Figure 5.

¹H-¹⁵N HSQC NMR spectra of WT CIB2 in its apo form and in the presence of Mg²⁺ and Ca²⁺ highlight an allosteric communication between E64 and N121. (A) Superimposition of the two-dimensional ¹H-¹⁵N HSQC NMR spectra of the apo- (black), and Ca²⁺-bound (green) ¹⁵N-WT CIB2. (B) Superimposition of the HSQC spectra of apo (black), and Mg²⁺-bound (blue) ¹⁵N-WT CIB2. In the insets, zoom of the HSQC spectra of the downfield peaks of the metal-bound forms of ¹⁵N-WT CIB2. Metal ions were present at a protein:metal ratio of 1:15. (C) Superimposition of downfield region of the ¹H-¹⁵N HSQC NMR spectra recorded on ¹⁵N-WT CIB2 containing 15 equivalents of Mg²⁺ (blue), 15 eq Mg²⁺ + 15 eq Ca²⁺ (red), and 15 eq Ca²⁺ (green). (D–F) Variation of ¹H-¹⁵N HSQC peak intensities of WT CIB2 as a function of Ca²⁺ concentration.

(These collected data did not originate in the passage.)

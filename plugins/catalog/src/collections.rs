use std::collections::{BTreeMap, BTreeSet, HashMap, HashSet, VecDeque};

use logfield_api::{ConvertError, Handler, Subject, TypeKey};
use serde::Serialize;
use serde_json::Value;

fn to_json<T: Serialize>(subject: &Subject<'_>, value: &T) -> Result<Value, ConvertError> {
    serde_json::to_value(value).map_err(|e| ConvertError::format(subject.type_name(), e.to_string()))
}

/// One handler covering a fixed list of serde-serializable container types.
/// Elements are not reduced any further.
macro_rules! serde_family {
    ($name:literal, [$($ty:ty),+ $(,)?]) => {
        Handler::one_of(
            $name,
            vec![$(TypeKey::of::<$ty>()),+],
            |subject| {
                let any = subject.as_any();
                $(
                    if let Some(value) = any.downcast_ref::<$ty>() {
                        return to_json(subject, value);
                    }
                )+
                Err(ConvertError::mismatch($name, subject.type_name()))
            },
        )
    };
}

pub fn sequences() -> Handler {
    serde_family!("sequence", [
        Vec<String>,
        Vec<&'static str>,
        Vec<i32>,
        Vec<i64>,
        Vec<u32>,
        Vec<u64>,
        Vec<f64>,
        Vec<bool>,
        Vec<Value>,
    ])
}

pub fn sets() -> Handler {
    serde_family!("set", [
        HashSet<String>,
        HashSet<&'static str>,
        HashSet<char>,
        HashSet<i32>,
        HashSet<i64>,
        HashSet<u32>,
        HashSet<u64>,
        BTreeSet<String>,
        BTreeSet<&'static str>,
        BTreeSet<char>,
        BTreeSet<i32>,
        BTreeSet<i64>,
        BTreeSet<u32>,
        BTreeSet<u64>,
    ])
}

pub fn deques() -> Handler {
    serde_family!("deque", [
        VecDeque<String>,
        VecDeque<i64>,
        VecDeque<u64>,
        VecDeque<f64>,
        VecDeque<bool>,
        VecDeque<Value>,
    ])
}

pub fn mappings() -> Handler {
    serde_family!("mapping", [
        HashMap<String, String>,
        HashMap<String, i64>,
        HashMap<String, u64>,
        HashMap<String, f64>,
        HashMap<String, bool>,
        HashMap<String, Value>,
        BTreeMap<String, String>,
        BTreeMap<String, i64>,
        BTreeMap<String, u64>,
        BTreeMap<String, f64>,
        BTreeMap<String, bool>,
        BTreeMap<String, Value>,
    ])
}

/// A stack of mappings, nearest layer first, kept as separate objects.
pub fn layered_mappings() -> Handler {
    serde_family!("layered_mapping", [
        Vec<HashMap<String, Value>>,
        Vec<BTreeMap<String, Value>>,
    ])
}

pub fn handlers() -> Vec<Handler> {
    vec![sequences(), sets(), deques(), mappings(), layered_mappings()]
}
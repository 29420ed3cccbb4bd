use base64::Engine;
use base64::engine::general_purpose::URL_SAFE;
use bytes::{Bytes, BytesMut};
use logfield_api::{ConvertError, Handler, Subject, TypeKey};
use serde_json::Value;

fn as_slice<'a>(subject: &Subject<'a>) -> Option<&'a [u8]> {
    let any = subject.as_any();
    if let Some(v) = any.downcast_ref::<Vec<u8>>() {
        return Some(v.as_slice());
    }
    if let Some(v) = any.downcast_ref::<Box<[u8]>>() {
        return Some(&v[..]);
    }
    if let Some(v) = any.downcast_ref::<&'static [u8]>() {
        return Some(*v);
    }
    if let Some(v) = any.downcast_ref::<Bytes>() {
        return Some(&v[..]);
    }
    any.downcast_ref::<BytesMut>().map(|v| &v[..])
}

/// Byte buffers as URL-safe base64 with padding.
pub fn handler() -> Handler {
    Handler::one_of(
        "bytes",
        vec![
            TypeKey::of::<Vec<u8>>(),
            TypeKey::of::<Box<[u8]>>(),
            TypeKey::of::<&'static [u8]>(),
            TypeKey::of::<Bytes>(),
            TypeKey::of::<BytesMut>(),
        ],
        |subject| {
            as_slice(subject)
                .map(|raw| Value::String(URL_SAFE.encode(raw)))
                .ok_or_else(|| ConvertError::mismatch("bytes", subject.type_name()))
        },
    )
}
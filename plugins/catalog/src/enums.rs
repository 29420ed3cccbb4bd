use std::any::Any;
use std::cmp::Ordering;

use bitflags::Flags;
use logfield_api::{EnumType, Enumeration, Handler};
use serde_json::Value;

/// Members of `E` reduce to their underlying value.
pub fn enumeration<E: Enumeration>() -> Handler {
    Handler::exact::<E, _>(std::any::type_name::<E>(), E::value)
}

/// The enumeration type itself, as the list of all member values.
pub fn enumeration_members<E: Enumeration>() -> Handler {
    let name = format!("{}::members", std::any::type_name::<E>());
    Handler::exact::<EnumType<E>, _>(name, |_| Value::Array(E::members().iter().map(E::value).collect()))
}

/// A flag set reduces to its raw bits.
pub fn flags<F>() -> Handler
where
    F: Flags + Any,
    F::Bits: Into<Value>,
{
    Handler::exact::<F, _>(std::any::type_name::<F>(), |v| v.bits().into())
}

pub fn handlers() -> Vec<Handler> {
    vec![enumeration::<Ordering>(), enumeration_members::<Ordering>()]
}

The peak intensities were normalized with respect to the maximum value. The continuous lines represent the data fitted against equations as indicated in section Materials and Methods. The plots refer to the amide peaks of residues E64 (D), G162 (E), and N121 (F). All the spectra were recorded at 600 MHz and 25°C. All samples were at protein concentration of 320 μM in 20 mM Hepes, 100 mM KCl, 1 mM DTT, pH 7.5.